This paper looks at modelling cloth from a system of point masses connected by "springs".
The system is made of three types of springs:
- Structural
- Shear
- Flexion (bending)
The diagram above shows how these springs are arranged.
Structural springs hold the cloth together,
shear springs resist shearing deformations (movement in the plane of the cloth), and
flexion (bend) springs resist bending (movement outside the plane of the cloth).
Each point-mass and its connected springs contribute to the overall behaviour but each point-mass and spring can be treated completely independently.
The movement of each point mass is determined through numerical integration of newtons second law (F=ma).
The force acting on each point-mass is broken down into
internal and
external forces. The internal force is evaluated as the sum of the tensions coming from each spring associated with the mass. External forces can be added to interact with the cloth, those noted are a gravitational force, a damping force (to simulate the natural loss of energy in the system) and a viscous interaction from a fluid (used to inflict
wind).
With the force on each point-mass calculated, the acceleration is computed simply using
a=F/m.
Then the simple
Euler numerical integration scheme is noted as their method to solving velocity and position.
The original results showed a square sheet of cloth hanging from two corners, where the deformation of the springs close to the corners was very high and the deformation elsewhere was relatively low.
This behaviour is suited to a sheet of elastic but such
local deformations would not occur in woven fabrics. According to the paper, cloth under high loads is inclined to
rip before any large deformations occur.
Fabrics are far from ideally elastic materials. You would clearly notice the difference in behaviour between a sheet of fabric and a sheet of rubber -- rubber behaving
predominantly elastically and the fabric behaving somewhat more
stiffly, depending on the type of fabric. The differences between the behaviour of these two materials are most obvious in intense deformation. However, since many scenarios do not cause intense deformation (such as a table cloth), cloth is often modelled ellastically.
It is also noted that the
initial results showed unrealistically
high amplitude oscillation because of the elastic modelling. This was countered by a large damping force, but lead to other shortcomings where the cloth looked like it was immersed in thick fluid.
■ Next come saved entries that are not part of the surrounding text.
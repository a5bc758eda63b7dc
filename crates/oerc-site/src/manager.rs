//! The admin list/form lifecycle, shared by every resource kind.

use std::sync::Arc;

use oerc_auth::{require, Capability, SessionHandle};
use oerc_types::{RecordId, Resource};

use crate::error::{SiteError, SiteResult};
use crate::notice::{Confirmation, Notice};
use crate::repository::Repository;
use crate::upload::Attachments;

#[derive(Clone, Debug, PartialEq, Eq)]
pub enum FormMode {
    Create,
    Edit(RecordId),
}

/// Form state: the fields being edited plus any chosen files.
#[derive(Clone, Debug)]
pub struct Form<R: Resource> {
    pub mode: FormMode,
    pub draft: R::Draft,
    pub files: Attachments,
}

impl<R: Resource> Form<R> {
    pub fn is_editing(&self) -> bool {
        matches!(self.mode, FormMode::Edit(_))
    }
}

impl<R: Resource> Default for Form<R> {
    fn default() -> Self {
        Self {
            mode: FormMode::Create,
            draft: R::Draft::default(),
            files: Attachments::default(),
        }
    }
}

/// List and form state over one resource table.
///
/// Mutations require `ManageContent` on the session's identity. Every
/// failure is logged, recorded as a [`Notice`], and reported to the caller
/// as `None` or `false`; nothing is retried. After a successful mutation the
/// list is re-fetched from the repository unless revalidation is turned off,
/// in which case the local list mirrors the mutation.
///
/// Methods take `&mut self`, so a manager runs one action at a time.
pub struct ResourceManager<R: Resource> {
    repo: Arc<dyn Repository<R>>,
    session: SessionHandle,
    items: Vec<R>,
    form: Form<R>,
    notice: Option<Notice>,
    revalidate: bool,
}

impl<R: Resource> ResourceManager<R> {
    pub fn new(repo: Arc<dyn Repository<R>>, session: SessionHandle) -> Self {
        Self {
            repo,
            session,
            items: Vec::new(),
            form: Form::default(),
            notice: None,
            revalidate: true,
        }
    }

    pub fn with_revalidation(mut self, revalidate: bool) -> Self {
        self.revalidate = revalidate;
        self
    }

    pub fn items(&self) -> &[R] {
        &self.items
    }

    pub fn form(&self) -> &Form<R> {
        &self.form
    }

    pub fn form_mut(&mut self) -> &mut Form<R> {
        &mut self.form
    }

    pub fn notice(&self) -> Option<&Notice> {
        self.notice.as_ref()
    }

    pub fn take_notice(&mut self) -> Option<Notice> {
        self.notice.take()
    }

    /// Fetch the full list. A failed fetch leaves the list empty.
    pub async fn load(&mut self) -> &[R] {
        match self.repo.list().await {
            Ok(rows) => self.items = rows,
            Err(e) => {
                tracing::error!(table = %R::KIND, error = %e, "failed to load rows");
                self.items.clear();
            }
        }
        &self.items
    }

    pub async fn create(&mut self, draft: R::Draft, files: Attachments) -> Option<R> {
        let result = match self.authorize() {
            Ok(()) => self.repo.create(draft, files).await,
            Err(e) => Err(e),
        };
        match result {
            Ok(row) => {
                self.insert_local(row.clone());
                self.form = Form::default();
                self.succeed(format!("{} created.", capitalized(R::KIND.label())));
                self.revalidate().await;
                Some(row)
            }
            Err(e) => {
                self.fail("create", &e);
                None
            }
        }
    }

    /// Fill the form from an existing row. File slots start empty.
    pub fn begin_edit(&mut self, id: &RecordId) -> bool {
        let Some(row) = self.items.iter().find(|r| r.id() == id) else {
            return false;
        };
        self.form = Form {
            mode: FormMode::Edit(id.clone()),
            draft: row.to_draft(),
            files: Attachments::default(),
        };
        true
    }

    pub fn cancel_edit(&mut self) {
        self.form = Form::default();
    }

    /// Create or update from the current form, depending on its mode.
    pub async fn submit(&mut self) -> Option<R> {
        let form = self.form.clone();
        match form.mode {
            FormMode::Create => self.create(form.draft, form.files).await,
            FormMode::Edit(id) => self.update(&id, form.draft, form.files).await,
        }
    }

    /// Send the fields of `edited` that differ from the listed row.
    pub async fn update(&mut self, id: &RecordId, edited: R::Draft, files: Attachments) -> Option<R> {
        let Some(current) = self.items.iter().find(|r| r.id() == id).cloned() else {
            let e = SiteError::NotFound { kind: R::KIND.label(), id: id.clone() };
            self.fail("update", &e);
            return None;
        };
        let patch = current.diff(&edited);
        let result = match self.authorize() {
            Ok(()) if patch == R::Patch::default() && files.is_empty() => Ok(current),
            Ok(()) => self.repo.update(&current, patch, files).await,
            Err(e) => Err(e),
        };
        match result {
            Ok(row) => {
                if let Some(slot) = self.items.iter_mut().find(|r| r.id() == id) {
                    *slot = row.clone();
                }
                self.form = Form::default();
                self.succeed(format!("{} updated.", capitalized(R::KIND.label())));
                self.revalidate().await;
                Some(row)
            }
            Err(e) => {
                self.fail("update", &e);
                None
            }
        }
    }

    /// Delete after confirmation. Declining makes no call and sets no notice.
    pub async fn delete(&mut self, id: &RecordId, confirm: impl Confirmation) -> bool {
        let Some(current) = self.items.iter().find(|r| r.id() == id).cloned() else {
            let e = SiteError::NotFound { kind: R::KIND.label(), id: id.clone() };
            self.fail("delete", &e);
            return false;
        };
        let prompt = format!("Are you sure you want to delete this {}?", R::KIND.label());
        if !confirm.confirm(&prompt) {
            return false;
        }
        let result = match self.authorize() {
            Ok(()) => self.repo.remove(&current).await,
            Err(e) => Err(e),
        };
        match result {
            Ok(removed) => {
                self.items.retain(|r| r.id() != id);
                if self.form.mode == FormMode::Edit(id.clone()) {
                    self.form = Form::default();
                }
                if removed {
                    self.succeed(format!("{} deleted.", capitalized(R::KIND.label())));
                } else {
                    let e = SiteError::NotFound { kind: R::KIND.label(), id: id.clone() };
                    self.fail("delete", &e);
                }
                self.revalidate().await;
                removed
            }
            Err(e) => {
                self.fail("delete", &e);
                false
            }
        }
    }

    fn authorize(&self) -> SiteResult<()> {
        let identity = self.session.identity();
        require(identity.as_ref(), Capability::ManageContent)?;
        Ok(())
    }

    fn insert_local(&mut self, row: R) {
        if R::ORDER.inserts_at_front() {
            self.items.insert(0, row);
        } else {
            self.items.push(row);
            R::ORDER.sort(&mut self.items);
        }
    }

    async fn revalidate(&mut self) {
        if !self.revalidate {
            return;
        }
        match self.repo.list().await {
            Ok(rows) => self.items = rows,
            Err(e) => tracing::warn!(table = %R::KIND, error = %e, "re-fetch after write failed"),
        }
    }

    fn succeed(&mut self, message: String) {
        self.notice = Some(Notice::Success(message));
    }

    fn fail(&mut self, action: &str, error: &SiteError) {
        tracing::error!(table = %R::KIND, action, error = %error, "admin action failed");
        self.notice = Some(Notice::Failure(format!(
            "Failed to {action} {}. Please try again.",
            R::KIND.label()
        )));
    }
}

fn capitalized(label: &str) -> String {
    let mut chars = label.chars();
    match chars.next() {
        Some(first) => first.to_uppercase().chain(chars).collect(),
        None => String::new(),
    }
}
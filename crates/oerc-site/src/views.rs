//! Read-only listings for anonymous visitors.

use std::collections::BTreeSet;

use chrono::NaiveDate;
use oerc_types::tags::{available_tags, filter_by_tags};
use oerc_types::{GlobalConference, RecordId, ResearchPaper, Resource};
use serde::Serialize;

use crate::repository::Repository;

/// Full listing in store order. A failed fetch is logged and shown as empty.
pub async fn public_listing<R: Resource>(repo: &dyn Repository<R>) -> Vec<R> {
    match repo.list().await {
        Ok(rows) => rows,
        Err(e) => {
            tracing::error!(table = %R::KIND, error = %e, "public listing failed");
            Vec::new()
        }
    }
}

/// The research library with its tag selection.
#[derive(Clone, Debug, Default)]
pub struct ResearchView {
    papers: Vec<ResearchPaper>,
    selected: BTreeSet<String>,
}

impl ResearchView {
    pub fn new(papers: Vec<ResearchPaper>) -> Self {
        Self { papers, selected: BTreeSet::new() }
    }

    /// Select a tag, or deselect it if already selected.
    pub fn toggle_tag(&mut self, tag: &str) {
        if !self.selected.remove(tag) {
            self.selected.insert(tag.to_string());
        }
    }

    pub fn select_tags<I, S>(&mut self, tags: I)
    where
        I: IntoIterator<Item = S>,
        S: Into<String>,
    {
        self.selected.extend(tags.into_iter().map(Into::into));
    }

    pub fn clear_tags(&mut self) {
        self.selected.clear();
    }

    pub fn selected(&self) -> impl Iterator<Item = &str> {
        self.selected.iter().map(String::as_str)
    }

    /// Papers carrying every selected tag.
    pub fn visible(&self) -> Vec<&ResearchPaper> {
        let selected: Vec<String> = self.selected.iter().cloned().collect();
        filter_by_tags(&self.papers, &selected)
    }

    pub fn available_tags(&self) -> Vec<String> {
        available_tags(&self.papers)
    }
}

/// One row of the public conference listing.
#[derive(Clone, Debug, PartialEq, Eq, Serialize)]
#[serde(rename_all = "camelCase")]
pub struct ConferenceRow {
    pub id: RecordId,
    pub title: String,
    pub date: NaiveDate,
    pub location: String,
    pub description: String,
    /// Present only when the row should render as a link.
    #[serde(skip_serializing_if = "Option::is_none")]
    pub href: Option<String>,
}

impl ConferenceRow {
    pub fn is_clickable(&self) -> bool {
        self.href.is_some()
    }
}

impl From<&GlobalConference> for ConferenceRow {
    fn from(c: &GlobalConference) -> Self {
        Self {
            id: c.id.clone(),
            title: c.title.clone(),
            date: c.date,
            location: c.location.clone(),
            description: c.description.clone(),
            href: c.href().map(str::to_string),
        }
    }
}
use std::collections::BTreeSet;
use std::fmt;

use serde::{Deserialize, Serialize};

/// A privileged operation class.
#[derive(Clone, Copy, Debug, PartialEq, Eq, Hash, PartialOrd, Ord, Serialize, Deserialize)]
#[serde(rename_all = "snake_case")]
pub enum Capability {
    /// Create, update, and delete papers, events, conferences, and FAQs.
    ManageContent,
    /// List and remove newsletter subscribers.
    ManageSubscribers,
    /// Send a bulk email to all subscribers.
    SendNewsletter,
}

impl fmt::Display for Capability {
    fn fmt(&self, f: &mut fmt::Formatter<'_>) -> fmt::Result {
        match self {
            Self::ManageContent => write!(f, "manage-content"),
            Self::ManageSubscribers => write!(f, "manage-subscribers"),
            Self::SendNewsletter => write!(f, "send-newsletter"),
        }
    }
}

#[derive(Clone, Copy, Debug, PartialEq, Eq, Hash, PartialOrd, Ord, Serialize, Deserialize)]
#[serde(rename_all = "snake_case")]
pub enum Role {
    /// Every capability.
    Admin,
    /// Signed in, no privileges.
    Member,
}

impl Role {
    pub fn grants(&self, _capability: Capability) -> bool {
        matches!(self, Self::Admin)
    }
}

/// An authenticated user as recorded by the identity provider.
#[derive(Clone, Debug, PartialEq, Eq, Serialize, Deserialize)]
pub struct Identity {
    pub user_id: String,
    pub email: String,
    pub roles: BTreeSet<Role>,
}

impl Identity {
    pub fn new(user_id: impl Into<String>, email: impl Into<String>, roles: impl IntoIterator<Item = Role>) -> Self {
        Self {
            user_id: user_id.into(),
            email: email.into(),
            roles: roles.into_iter().collect(),
        }
    }

    pub fn can(&self, capability: Capability) -> bool {
        self.roles.iter().any(|r| r.grants(capability))
    }

    pub fn is_admin(&self) -> bool {
        self.roles.contains(&Role::Admin)
    }
}
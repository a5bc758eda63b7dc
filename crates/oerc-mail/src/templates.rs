//! Messages sent when someone joins the mailing list.

use crate::mailer::OutboundEmail;

pub const WELCOME_SUBJECT: &str = "Welcome to the OERC Newsletter!";

pub fn welcome_email(from: &str, subscriber: &str) -> OutboundEmail {
    OutboundEmail {
        from: from.to_string(),
        to: vec![subscriber.to_string()],
        subject: WELCOME_SUBJECT.to_string(),
        html: concat!(
            "<h1>Welcome!</h1>",
            "<p>Thanks for subscribing to the OERC newsletter. You will receive ",
            "updates on research findings, curated resources, and upcoming ",
            "conferences and workshops.</p>"
        )
        .to_string(),
    }
}

/// Tell the site admin that `subscriber` joined.
pub fn admin_notification(from: &str, admin: &str, subscriber: &str) -> OutboundEmail {
    let escaped = escape_html(subscriber);
    OutboundEmail {
        from: from.to_string(),
        to: vec![admin.to_string()],
        subject: format!("New newsletter subscriber: {subscriber}"),
        html: format!("<p>A new subscriber joined the mailing list: <strong>{escaped}</strong></p>"),
    }
}

fn escape_html(s: &str) -> String {
    let mut out = String::with_capacity(s.len());
    for c in s.chars() {
        match c {
            '<' => out.push_str("&lt;"),
            '>' => out.push_str("&gt;"),
            '&' => out.push_str("&amp;"),
            '"' => out.push_str("&quot;"),
            '\'' => out.push_str("&#39;"),
            _ => out.push(c),
        }
    }
    out
}

#[cfg(test)]
mod tests {
    use super::*;

    #[test]
    fn welcome_goes_to_subscriber_only() {
        let m = welcome_email("OERC <info@oerc.ca>", "new@x.ca");
        assert_eq!(m.to, vec!["new@x.ca"]);
        assert_eq!(m.subject, WELCOME_SUBJECT);
    }

    #[test]
    fn admin_notification_escapes_address() {
        let m = admin_notification("OERC <info@oerc.ca>", "admin@oerc.ca", "<b>@x.ca");
        assert_eq!(m.to, vec!["admin@oerc.ca"]);
        assert!(m.html.contains("&lt;b&gt;@x.ca"));
        assert!(!m.html.contains("<b>@"));
    }
}
//! Identity and authorization for the OERC site.
//!
//! Privileged operations are gated by [`Capability`] checks against the
//! roles recorded on an [`Identity`], never by comparing email addresses.
//! The configured admin address only decides which account is seeded with
//! [`Role::Admin`].
//!
//! - [`IdentityProvider`]: password sign-in, bearer sessions, auth events
//! - [`InMemoryIdentityProvider`]: account and session tables in memory
//! - [`SessionHandle`]: the single root-level view of "who is signed in"
//! - [`authorize`]: resolve credentials and check a capability (401/403)

pub mod credentials;
pub mod error;
pub mod gate;
pub mod identity;
pub mod memory;
pub mod password;
pub mod provider;
pub mod session;

pub use credentials::Credentials;
pub use error::{AuthError, AuthResult};
pub use gate::{authorize, require};
pub use identity::{Capability, Identity, Role};
pub use memory::InMemoryIdentityProvider;
pub use password::PasswordHash;
pub use provider::{AuthEvent, IdentityProvider};
pub use session::{Session, SessionHandle};
//! Outbound email for the OERC site.
//!
//! Delivery is delegated to a [`Mailer`]. Two implementations ship:
//!
//! - [`ResendMailer`]: the Resend HTTP API
//! - [`OutboxMailer`]: logs and records messages without sending them
//!
//! [`templates`] builds the welcome and admin-notification messages sent
//! when someone subscribes.

pub mod config;
pub mod error;
pub mod mailer;
pub mod outbox;
pub mod resend;
pub mod templates;

pub use config::{build_mailer, MailConfig, MailProvider};
pub use error::{MailError, MailResult};
pub use mailer::{Mailer, OutboundEmail, SendReceipt};
pub use outbox::OutboxMailer;
pub use resend::ResendMailer;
The obvious way to increase the stiffness and reduce the elasticity of the model is increase the stiffness of the springs. This can be done but reducing the time-step is required to ensure the simulation remains stable. Decreasing the time-step means more computation, resulting in a more costly
algorithm.
To avoid this loss in
inefficiency,
Provot increases the stiffness of the cloth by constraining the amount cloth can deform. He limits the amount each spring can stretch from it's rest length. The
stretch of each spring is compared with a threshold value; if it is larger, the ends of the spring are brought closer together so that the threshold is met. This gave more realistic cloth deformations, where it would propagate through the structure as the constraints were enforced -- as apposed to staying in a concentrated area. This gave much more realistic and less
elastic looking cloth, whilst maintaining the
efficiency of the algorithm. However there is the overhead of constraining.
Provot estimates it to be 15% greater computation than the classic elastic model.
Note that
the deformation constraints could be applied to the different types of springs.
Provot constrained the
structural and
shear springs because this is where cloth resists deformation most. He did not constrain the
flexion (bend) springs, because
cloth is generally accepting of bending motion. It was found in the results that cloth would bend to find it's "
rest state" as apposed to stretch or sheer -- this is what real cloth will do.
Provot also notices taking a two-pass approach, where each spring is constrained twice, yields even better results -- as if the procedure is converging to a more accurate result. So the algorithm could be adaptive in terms of accuracy and
efficiency, where multiple passes give accurate results and less passes give fast efficient results.
The results
Provot showed were a hanging sheet of cloth, a flag blowing in a strong wind,and boat sail with wind blowing through it. Simulation times are said to be in the order of minutes.